There have been millions of same-sex couples who were married in the
eyes of each other, of everyone around them and of any truly righteous
god, and they waited and waited for the government to catch up.
Ask Jim Obergefell.
His is one of the cases that the Supreme Court is about to decide. He
sued Ohio to have his name added as a surviving spouse on the death
certificate of his husband, who died in 2013. It wasn’t just a few years
before then that they began making their life together.
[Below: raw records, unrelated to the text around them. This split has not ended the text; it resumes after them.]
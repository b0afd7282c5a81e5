use crate::error::Result;
use crate::Error;
use serde::{Deserialize, Serialize};
use std::io::{Read, Write};

/// Serialize a value using bincode
pub fn serialize<T: Serialize>(value: &T) -> Result<Vec<u8>> {
    bincode::serialize(value).map_err(|e| Error::Encoding(format!("Serialization failed: {}", e)))
}

/// Serialize a value into a writer using bincode
pub fn serialize_into<T: Serialize, W: Write>(writer: W, value: &T) -> Result<()> {
    bincode::serialize_into(writer, value)
        .map_err(|e| Error::Encoding(format!("Serialization failed: {}", e)))
}

/// Deserialize a value from a byte slice using bincode
pub fn deserialize<T: for<'a> Deserialize<'a>>(bytes: &[u8]) -> Result<T> {
    bincode::deserialize(bytes)
        .map_err(|e| Error::Encoding(format!("Deserialization failed: {}", e)))
}

/// Deserialize a value from a reader using bincode
pub fn deserialize_from<T: for<'a> Deserialize<'a>, R: Read>(reader: R) -> Result<T> {
    bincode::deserialize_from(reader)
        .map_err(|e| Error::Encoding(format!("Deserialization failed: {}", e)))
}

#[cfg(test)]
mod tests {
    use super::*;
    use crate::schema::{Row, RowChange, Value};

    #[test]
    fn test_row_change_survives_serialization() {
        let row: Row = [(0, Value::UInt32(1)), (2, Value::String("x".into()))]
            .into_iter()
            .collect();
        let change = RowChange::Reinsert(row);

        let bytes = serialize(&change).unwrap();
        let decoded: RowChange = deserialize(&bytes).unwrap();
        assert_eq!(decoded, change);

        let mut buf = Vec::new();
        serialize_into(&mut buf, &change).unwrap();
        let decoded: RowChange = deserialize_from(buf.as_slice()).unwrap();
        assert_eq!(decoded, change);
    }

    #[test]
    fn test_garbage_is_an_encoding_error() {
        let result: Result<RowChange> = deserialize(&[0xFF, 0xFF, 0xFF, 0xFF, 0x01]);
        assert!(matches!(result, Err(Error::Encoding(_))));
    }
}
//! Extension points invoked at fixed steps of the flush and compaction
//! pipelines.
//!
//! Each method runs exactly once per pipeline run, on the maintenance
//! thread, without any tablet lock held; it may issue writes against the
//! tablet. An error aborts the pipeline run.

use crate::error::Result;

use std::sync::Arc;

/// Steps shared by flush and compaction.
pub trait FlushCompactCommonHooks: Send + Sync {
    fn post_take_mvcc_snapshot(&self) -> Result<()> {
        Ok(())
    }

    fn post_write_snapshot(&self) -> Result<()> {
        Ok(())
    }

    fn post_swap_in_duplicating_rowset(&self) -> Result<()> {
        Ok(())
    }

    fn post_reupdate_missed_deltas(&self) -> Result<()> {
        Ok(())
    }

    fn post_swap_new_rowset(&self) -> Result<()> {
        Ok(())
    }
}

pub trait FlushFaultHooks: Send + Sync {
    fn post_swap_new_mem_rowset(&self) -> Result<()> {
        Ok(())
    }
}

pub trait CompactionFaultHooks: Send + Sync {
    fn post_select_iterators(&self) -> Result<()> {
        Ok(())
    }
}

/// No-op hooks installed by default.
#[derive(Debug, Default, Clone, Copy)]
pub struct NoopHooks;

impl FlushCompactCommonHooks for NoopHooks {}
impl FlushFaultHooks for NoopHooks {}
impl CompactionFaultHooks for NoopHooks {}

#[derive(Clone)]
pub struct TabletHooks {
    pub common: Arc<dyn FlushCompactCommonHooks>,
    pub flush: Arc<dyn FlushFaultHooks>,
    pub compaction: Arc<dyn CompactionFaultHooks>,
}

impl Default for TabletHooks {
    fn default() -> Self {
        Self {
            common: Arc::new(NoopHooks),
            flush: Arc::new(NoopHooks),
            compaction: Arc::new(NoopHooks),
        }
    }
}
It was two
decades earlier.
Ask Edie Windsor.
Her protest of the estate taxes that she was ordered to pay — but that a
widow with a dead husband instead of a dead wife would have been spared
— prompted the Supreme Court to gut DOMA two years ago.
She
was married in Canada in 2007. When her wife first proposed to her, she
gave Windsor a brooch instead of a ring, so that the diamond didn’t
prompt questions from co-workers.
That was in 1967: nearly half a century ago. So don’t tell her that the idea of same-sex marriage needs more time to ripen.